- Available records -
_ _ _ _ _ _ _

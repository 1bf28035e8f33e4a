/// In-band control messages smuggled through the client-to-server byte stream
use crate::pty::TerminalSize;

pub const TERMINAL_SIZE_PREFIX: &[u8] = b"terminal_size:";

/// Metadata carried on the data edge.
///
/// Framing relies on each message arriving as its own read: a chunk is a
/// control message only if the whole chunk parses as one.
#[derive(Debug, Clone, Copy, PartialEq, Eq)]
pub enum ControlMessage {
    Resize(TerminalSize),
}

impl ControlMessage {
    /// `terminal_size:<rows>,<columns>`
    pub fn encode(&self) -> Vec<u8> {
        match self {
            ControlMessage::Resize(size) => {
                format!("terminal_size:{},{}", size.rows, size.cols).into_bytes()
            }
        }
    }

    /// Interpret a whole read chunk; `None` means the chunk is ordinary data
    pub fn parse(chunk: &[u8]) -> Option<Self> {
        let payload = chunk.strip_prefix(TERMINAL_SIZE_PREFIX)?;
        let payload = std::str::from_utf8(payload).ok()?;
        let (rows, cols) = payload.split_once(',')?;
        let size = TerminalSize::new(parse_dimension(rows)?, parse_dimension(cols)?);
        size.is_valid().then_some(ControlMessage::Resize(size))
    }
}

fn parse_dimension(text: &str) -> Option<u16> {
    if text.is_empty() || !text.bytes().all(|b| b.is_ascii_digit()) {
        return None;
    }
    text.parse().ok()
}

_ _ _ _ _ _ _

- What this task involves -
Show all lines in the records above that hold "cols".

- Exercise solution -
                format!("terminal_size:{},{}", size.rows, size.cols).into_bytes()
        let (rows, cols) = payload.split_once(',')?;
        let size = TerminalSize::new(parse_dimension(rows)?, parse_dimension(cols)?);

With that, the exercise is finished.